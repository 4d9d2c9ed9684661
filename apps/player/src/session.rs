//! Lesson session runtime.
//!
//! Drives a [`Player`] from a single event loop: learner commands, timer
//! firings and recognition results are queued on one channel and applied one
//! at a time. Effects returned by the player are executed against the
//! injected adapters. Timers and recognition captures run as spawned tasks
//! that report back through the same channel and are aborted on close.

use std::collections::VecDeque;
use std::sync::Arc;

use lesson_core::player::{Candidate, Effect, Notice, Ticket};
use lesson_core::speech::RecognitionError;
use lesson_core::{Lesson, LessonError, LessonSummary, Player, PlayerError, PlayerSettings};
use tokio::sync::mpsc;
use tokio::task::JoinHandle;
use tracing::Instrument;
use uuid::Uuid;

use crate::adapters::{CompletionSink, NoticeSink, SpeechRecognizer, SpeechSynthesizer};

/// Something the learner asked for.
#[derive(Debug, Clone, PartialEq, Eq)]
pub enum Command {
    /// Typed translation for a word exercise.
    Answer(String),
    /// 0-based image option.
    Pick(usize),
    Word(String),
    Translation(String),
    /// Typed stand-in for a spoken answer.
    Transcript(String),
    /// Play arbitrary text in the lesson language.
    Say(String),
    Record,
    CancelRecording,
    Replay,
    RetryCompletion,
    Close,
}

#[derive(Debug)]
enum SessionEvent {
    Command(Command),
    TimerFired(Ticket),
    Recognized(Ticket, Result<String, RecognitionError>),
}

/// How a session ended.
#[derive(Debug, Clone, PartialEq, Eq)]
pub enum SessionOutcome {
    /// The progress service accepted the lesson.
    Completed(LessonSummary),
    /// The learner left before completion was recorded.
    Abandoned(LessonSummary),
}

/// Adapters a session runs against.
#[derive(Clone)]
pub struct Adapters {
    pub synthesizer: Arc<dyn SpeechSynthesizer>,
    pub recognizer: Arc<dyn SpeechRecognizer>,
    pub completion: Arc<dyn CompletionSink>,
    pub notices: Arc<dyn NoticeSink>,
}

/// Sends commands into a running session.
#[derive(Clone)]
pub struct SessionHandle {
    tx: mpsc::UnboundedSender<SessionEvent>,
}

impl SessionHandle {
    /// Returns `false` once the session has ended.
    pub fn send(&self, command: Command) -> bool {
        self.tx.send(SessionEvent::Command(command)).is_ok()
    }
}

/// One play-through of a lesson.
pub struct LessonSession {
    id: Uuid,
    player: Player,
    adapters: Adapters,
    tx: mpsc::UnboundedSender<SessionEvent>,
    rx: mpsc::UnboundedReceiver<SessionEvent>,
    timer: Option<JoinHandle<()>>,
    recognition: Option<JoinHandle<()>>,
    speech: Option<JoinHandle<()>>,
    completed: Option<LessonSummary>,
}

impl LessonSession {
    /// Open a session. Fails if the lesson cannot be played.
    pub fn new(
        lesson: Lesson,
        settings: PlayerSettings,
        adapters: Adapters,
    ) -> Result<Self, LessonError> {
        let player = Player::new(lesson, settings)?;
        let (tx, rx) = mpsc::unbounded_channel();

        Ok(Self {
            id: Uuid::new_v4(),
            player,
            adapters,
            tx,
            rx,
            timer: None,
            recognition: None,
            speech: None,
            completed: None,
        })
    }

    pub fn id(&self) -> Uuid {
        self.id
    }

    pub fn player(&self) -> &Player {
        &self.player
    }

    pub fn handle(&self) -> SessionHandle {
        SessionHandle {
            tx: self.tx.clone(),
        }
    }

    /// Run until the lesson is completed or closed.
    pub async fn run(mut self) -> SessionOutcome {
        let span = tracing::info_span!(
            "lesson",
            lesson_id = self.player.lesson().id,
            session = %self.id
        );

        async move {
            tracing::info!(
                title = %self.player.lesson().title,
                exercises = self.player.total_exercises(),
                "lesson opened"
            );

            let start = self.player.start();
            self.execute(start).await;

            while !self.player.is_closed() {
                let Some(event) = self.rx.recv().await else {
                    break;
                };
                self.dispatch(event).await;
            }

            self.shutdown();
            self.outcome()
        }
        .instrument(span)
        .await
    }

    async fn dispatch(&mut self, event: SessionEvent) {
        let effects = match event {
            SessionEvent::Command(command) => match self.apply(command) {
                Ok(effects) => effects,
                Err(error) => {
                    tracing::debug!(%error, "command rejected");
                    self.adapters.notices.rejected(&error);
                    return;
                }
            },
            SessionEvent::TimerFired(ticket) => {
                self.timer = None;
                self.player.timer_fired(ticket)
            }
            SessionEvent::Recognized(ticket, result) => {
                self.recognition = None;
                if let Err(error) = &result {
                    tracing::warn!(code = error.code(), "speech recognition failed");
                }
                self.player.recognition_finished(ticket, result)
            }
        };

        self.execute(effects).await;
        self.adapters.notices.refresh(&self.player);
    }

    fn apply(&mut self, command: Command) -> Result<Vec<Effect>, PlayerError> {
        match command {
            Command::Answer(text) => self.player.select_answer(Candidate::Text(text)),
            Command::Pick(index) => self.player.select_answer(Candidate::Image(index)),
            Command::Transcript(text) => self.player.select_answer(Candidate::Transcript(text)),
            Command::Word(word) => self.player.select_word(&word),
            Command::Translation(translation) => self.player.select_translation(&translation),
            Command::Say(text) => self.player.speak(&text),
            Command::Record => self.player.start_recording(),
            Command::CancelRecording => Ok(self.player.cancel_recording()),
            Command::Replay => self.player.replay(),
            Command::RetryCompletion => self.player.retry_finalize(),
            Command::Close => {
                tracing::info!("lesson closed by learner");
                Ok(self.player.close())
            }
        }
    }

    async fn execute(&mut self, effects: Vec<Effect>) {
        let mut queue: VecDeque<Effect> = effects.into();

        while let Some(effect) = queue.pop_front() {
            tracing::trace!(?effect, "executing");
            match effect {
                Effect::Speak { text, language } => {
                    let synthesizer = self.adapters.synthesizer.clone();
                    self.speech = Some(tokio::spawn(async move {
                        if !synthesizer.speak(&text, &language).await {
                            tracing::debug!(%language, "no voice available, playback skipped");
                        }
                    }));
                }
                Effect::CancelSpeech => {
                    self.adapters.synthesizer.cancel();
                    abort(&mut self.speech);
                }
                Effect::StartRecognition { ticket, language } => {
                    let recognizer = self.adapters.recognizer.clone();
                    let tx = self.tx.clone();
                    self.recognition = Some(tokio::spawn(async move {
                        let result = recognizer.recognize(&language).await;
                        let _ = tx.send(SessionEvent::Recognized(ticket, result));
                    }));
                }
                Effect::StopRecognition => {
                    self.adapters.recognizer.stop();
                    abort(&mut self.recognition);
                }
                Effect::ScheduleTimer { ticket, delay } => {
                    abort(&mut self.timer);
                    let tx = self.tx.clone();
                    self.timer = Some(tokio::spawn(async move {
                        tokio::time::sleep(delay).await;
                        let _ = tx.send(SessionEvent::TimerFired(ticket));
                    }));
                }
                Effect::CancelTimer => abort(&mut self.timer),
                Effect::Finalize {
                    lesson_id,
                    experience,
                } => {
                    let follow_up = self.finalize(lesson_id, experience).await;
                    queue.extend(follow_up);
                }
                Effect::Notify(notice) => {
                    if let Notice::LessonCompleted { summary } = &notice {
                        self.completed = Some(summary.clone());
                    }
                    self.adapters.notices.notify(&notice);
                }
            }
        }
    }

    async fn finalize(&mut self, lesson_id: i64, experience: u32) -> Vec<Effect> {
        tracing::info!(experience, "reporting lesson completion");

        let result = match self.adapters.completion.complete(lesson_id, experience).await {
            Ok(()) => self.player.completion_succeeded(),
            Err(error) => {
                tracing::warn!(%error, "lesson completion failed");
                self.player.completion_failed(error.to_string())
            }
        };

        result.unwrap_or_else(|error| {
            tracing::debug!(%error, "completion result ignored");
            Vec::new()
        })
    }

    fn shutdown(&mut self) {
        abort(&mut self.timer);
        abort(&mut self.recognition);
        abort(&mut self.speech);
    }

    fn outcome(&self) -> SessionOutcome {
        match &self.completed {
            Some(summary) => {
                tracing::info!(experience = summary.experience, "lesson completed");
                SessionOutcome::Completed(summary.clone())
            }
            None => SessionOutcome::Abandoned(self.player.summary()),
        }
    }
}

fn abort(task: &mut Option<JoinHandle<()>>) {
    if let Some(handle) = task.take() {
        handle.abort();
    }
}
//! Environment configuration.

use lesson_core::PlayerSettings;
use std::time::Duration;
use thiserror::Error;

pub const DEFAULT_API_URL: &str = "http://localhost:8000/api/";
pub const DEFAULT_RECOGNITION_TIMEOUT_SECS: u64 = 8;

#[derive(Debug, Error)]
pub enum ConfigError {
    #[error("invalid value for {key}: {value}")]
    Invalid { key: &'static str, value: String },
}

/// Runtime configuration for the player.
#[derive(Debug, Clone)]
pub struct Config {
    pub api_url: String,
    pub api_token: Option<String>,
    pub recognition_timeout: Duration,
    pub settings: PlayerSettings,
}

impl Default for Config {
    fn default() -> Self {
        Self {
            api_url: DEFAULT_API_URL.to_string(),
            api_token: None,
            recognition_timeout: Duration::from_secs(DEFAULT_RECOGNITION_TIMEOUT_SECS),
            settings: PlayerSettings::default(),
        }
    }
}

impl Config {
    /// Load `.env` if present, then read the process environment.
    pub fn from_env() -> Result<Self, ConfigError> {
        dotenvy::dotenv().ok();
        Self::from_lookup(|key| std::env::var(key).ok())
    }

    /// Build from any key lookup. Missing keys keep their defaults.
    pub fn from_lookup<F>(lookup: F) -> Result<Self, ConfigError>
    where
        F: Fn(&str) -> Option<String>,
    {
        let mut config = Self::default();

        if let Some(url) = lookup("LESSON_API_URL").filter(|v| !v.trim().is_empty()) {
            config.api_url = url.trim().to_string();
        }
        config.api_token = lookup("LESSON_API_TOKEN").filter(|v| !v.trim().is_empty());

        if let Some(value) = lookup("LESSON_SIMILARITY_THRESHOLD") {
            config.settings.similarity_threshold =
                parse_threshold("LESSON_SIMILARITY_THRESHOLD", &value)?;
        }
        if let Some(value) = lookup("LESSON_RECOGNITION_TIMEOUT_SECS") {
            let secs = value
                .trim()
                .parse::<u64>()
                .ok()
                .filter(|s| *s > 0)
                .ok_or(ConfigError::Invalid {
                    key: "LESSON_RECOGNITION_TIMEOUT_SECS",
                    value,
                })?;
            config.recognition_timeout = Duration::from_secs(secs);
        }

        Ok(config)
    }
}

/// Similarity thresholds live in `[0, 1)`; 1.0 would make every answer wrong.
pub fn parse_threshold(key: &'static str, value: &str) -> Result<f64, ConfigError> {
    value
        .trim()
        .parse::<f64>()
        .ok()
        .filter(|t| (0.0..1.0).contains(t))
        .ok_or_else(|| ConfigError::Invalid {
            key,
            value: value.to_string(),
        })
}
● ● ● ●
● Your instructions:
In which lines of the records does the word "learner" appear? Copy each of them.

● Exercise solution:
//! Drives a [`Player`] from a single event loop: learner commands, timer
/// Something the learner asked for.
    /// The learner left before completion was recorded.
                tracing::info!("lesson closed by learner");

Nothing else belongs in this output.